Tocan a mi puerta. Cuando abro, Pablo, un niño de mi pueblo de unos 7 años, intenta apresuradamente pasar por mi lado. ‘¿Puedo ver a tu perrito?’ me pregunta. ‘¿El perro?’ le digo extrañada.

 

Algo en sus prisas me da a entender que no ha venido a ver a mi perro. Cuando veo de repente un grupito de unos 5 niños acercándose a mi casa, empiezo a atar cabos. ‘¿Te persiguen Pablo?’ ‘Sí, me quieren pegar’ me dice cabizbajo.

 

Miro a los niños. A algunos los conozco, sobre todo a una niña de la que sé que es la sensibilidad en persona. Es ella la que empieza a hablar: ‘Es que nos insulta todo el tiempo. Nos dice ‘cabr…….’ y más cosas, ya sabes. ¡Estamos hartos!’. Los demás asienten y también cuentan su versión.

 

¿Les insultas?  le pregunto al niño a mi lado. ‘Pero ellos empezaron’ contesta en un intento de defenderse. Ya los tiene aún más indignados. ‘No es así Pablo. Lo sabes. Hasta que tu hermana dice que eres malo’ resume la niña la opinión de todos. Pablo mira con cara triste.

 

En este momento los niños ven algo interesante al otro lado de la calle y se alejan. Aprovecho el momento para hablar con Pablo.. ‘Oye, cariño, no eres malo, pero sí te comportas mal, me parece.

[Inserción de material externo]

//! Boundary between the transaction pipeline and bytecode execution.

use std::collections::{BTreeMap, BTreeSet};

use async_trait::async_trait;
use bytes::Bytes;
use tevm_common::{
    Address, H256, U256,
    rlp::{Encoder, RLPEncode},
    types::{BlockHeader, ChainConfig, Log, TxKind},
    utils::keccak,
};
use tevm_storage::StateManager;
use tracing::trace;

use crate::errors::{ExceptionError, VmError};

/// Block level values visible to executing code.
#[derive(Debug, Clone, Default, PartialEq, Eq)]
pub struct BlockEnv {
    pub number: u64,
    pub coinbase: Address,
    pub timestamp: u64,
    pub gas_limit: u64,
    pub base_fee_per_gas: Option<u64>,
    pub prev_randao: H256,
    pub difficulty: U256,
    pub blob_base_fee: Option<U256>,
    pub chain_id: u64,
}

impl BlockEnv {
    pub fn new(header: &BlockHeader, config: &ChainConfig) -> Self {
        let blob_base_fee = header.excess_blob_gas.zip(config.get_fork_blob_schedule()).map(
            |(excess_blob_gas, schedule)| {
                tevm_common::types::get_base_fee_per_blob_gas(
                    excess_blob_gas,
                    schedule.base_fee_update_fraction,
                )
            },
        );
        Self {
            number: header.number,
            coinbase: header.coinbase,
            timestamp: header.timestamp,
            gas_limit: header.gas_limit,
            base_fee_per_gas: header.base_fee_per_gas,
            prev_randao: header.prev_randao,
            difficulty: header.difficulty,
            blob_base_fee,
            chain_id: config.chain_id,
        }
    }
}

/// Top level message handed to the interpreter.
#[derive(Debug, Clone)]
pub struct ExecutionContext {
    pub caller: Address,
    pub origin: Address,
    pub to: TxKind,
    pub value: U256,
    pub data: Bytes,
    /// Gas left after the intrinsic cost was charged.
    pub gas_limit: u64,
    pub is_static: bool,
    pub gas_price: u64,
    pub block: BlockEnv,
}

#[derive(Debug, Clone, Default, PartialEq, Eq)]
pub struct ExecResult {
    pub return_value: Bytes,
    pub gas_used: u64,
    pub gas_refund: u64,
    /// Set when execution halted exceptionally; its state changes are discarded.
    pub exception_error: Option<ExceptionError>,
    pub logs: Vec<Log>,
    pub selfdestructs: BTreeSet<Address>,
    /// Accounts created during this execution.
    pub created_accounts: BTreeSet<Address>,
    pub created_address: Option<Address>,
    /// Addresses and storage keys touched during execution.
    pub accessed: BTreeMap<Address, BTreeSet<H256>>,
}

impl ExecResult {
    pub fn is_success(&self) -> bool {
        self.exception_error.is_none()
    }

    fn halt(error: ExceptionError, gas_used: u64) -> Self {
        Self {
            gas_used,
            exception_error: Some(error),
            ..Default::default()
        }
    }
}

/// Executes a message against the world state.
///
/// Interpreter exceptions are reported through [`ExecResult::exception_error`];
/// `Err` is reserved for failures that make the transaction unprocessable,
/// such as a fork that cannot be reached.
#[async_trait]
pub trait Interpreter: std::fmt::Debug + Send + Sync {
    async fn execute(
        &self,
        context: ExecutionContext,
        state: &mut StateManager,
    ) -> Result<ExecResult, VmError>;
}

/// Address of a contract created by `sender` with the given nonce.
pub fn create_address(sender: Address, nonce: u64) -> Address {
    let mut buf = Vec::new();
    Encoder::new(&mut buf)
        .encode_field(&sender)
        .encode_field(&nonce)
        .finish();
    Address::from_slice(&keccak(buf).as_bytes()[12..])
}

/// Handles plain value transfers and code-less contract creation. Any attempt
/// to run bytecode halts with [`ExceptionError::InvalidOpcode`].
#[derive(Debug, Default, Clone, Copy)]
pub struct TransferInterpreter;

#[async_trait]
impl Interpreter for TransferInterpreter {
    async fn execute(
        &self,
        context: ExecutionContext,
        state: &mut StateManager,
    ) -> Result<ExecResult, VmError> {
        let target = match context.to {
            TxKind::Call(to) => to,
            TxKind::Create => {
                if !context.data.is_empty() {
                    return Ok(ExecResult::halt(
                        ExceptionError::InvalidOpcode,
                        context.gas_limit,
                    ));
                }
                // The caller nonce was already bumped for this transaction.
                let nonce = state.get_account_or_default(context.caller).await?.nonce;
                create_address(context.caller, nonce.saturating_sub(1))
            }
        };

        let existing = state.get_account(target).await?;
        if context.to == TxKind::Create
            && existing.is_some_and(|account| account.nonce != 0 || account.has_code())
        {
            return Ok(ExecResult::halt(
                ExceptionError::CreateCollision,
                context.gas_limit,
            ));
        }
        if existing.is_some_and(|account| account.has_code()) {
            trace!(%target, "Refusing to run contract code");
            return Ok(ExecResult::halt(
                ExceptionError::InvalidOpcode,
                context.gas_limit,
            ));
        }
        if context.is_static && !context.value.is_zero() {
            return Ok(ExecResult::halt(ExceptionError::StaticStateChange, 0));
        }

        let caller = state.get_account_or_default(context.caller).await?;
        if caller.balance < context.value {
            return Ok(ExecResult::halt(ExceptionError::InsufficientBalance, 0));
        }
        if !context.value.is_zero() {
            state.sub_balance(context.caller, context.value).await?;
            state.add_balance(target, context.value).await?;
        }

        let mut result = ExecResult::default();
        result.accessed.insert(target, BTreeSet::new());
        if context.to == TxKind::Create {
            let mut account = state.get_account_or_default(target).await?;
            account.nonce = 1;
            state.put_account(target, account);
            result.created_accounts.insert(target);
            result.created_address = Some(target);
        }
        Ok(result)
    }
}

Si todos lo dicen, algo de verdad debe haber, ¿no crees?’ Asiente con una ligera inclinación de cabeza. ‘Mira, si tú les dices estas cosas, lógicamente se van a enfadar contigo. Intenta no hacerlo. Debes morderte la lengua’ le explico. coks.jpg

 

¿Morderme la lengua?’ me pregunta incrédulo sacándose la lengua. ‘No, esto solo es una expresión. Quiero decir que antes de decirlo, debes pensar. Si estas palabras te vienen a la cabeza, debes guardártelas. ¿Entiendes? Puedes dar una patada a una piedra o algo así, pero no decir esto. Conozco a Ana y sé que es muy buena y justa. No querrá hacerte daño por que sí’. Parece lo que entiende. ‘Tú también eres bueno, pero recuerda: muérdete la lengua’. Sonríe, mientras busca con la mirada a los niños. ‘Voy a jugar con ellos ¿vale?’. Y se va corriendo.

 

Me quedo un rato observándolos. Parece que la armonía ha vuelto. ¡Qué importantes y normales son estas fricciones! El contacto social entre niños jugando por la calle es la sociedad en miniatura: se pelean, se discuten y se reconcilian. Como la vida real. No existe mejor preparación.

 

Me gustó la honestidad con la que estos niños expresaron sus sentimientos y la facilidad con la que hablaron. A Pablo le conozco como un niño muy energético y nervioso. Por un lado no me extraña que se meta en líos, pero por otro estoy segura de su buen carácter. Espero de todo corazón que Pablo aprenda a controlarse. Estar apartado es lo peor que le pueda pasar a un niño en su infancia.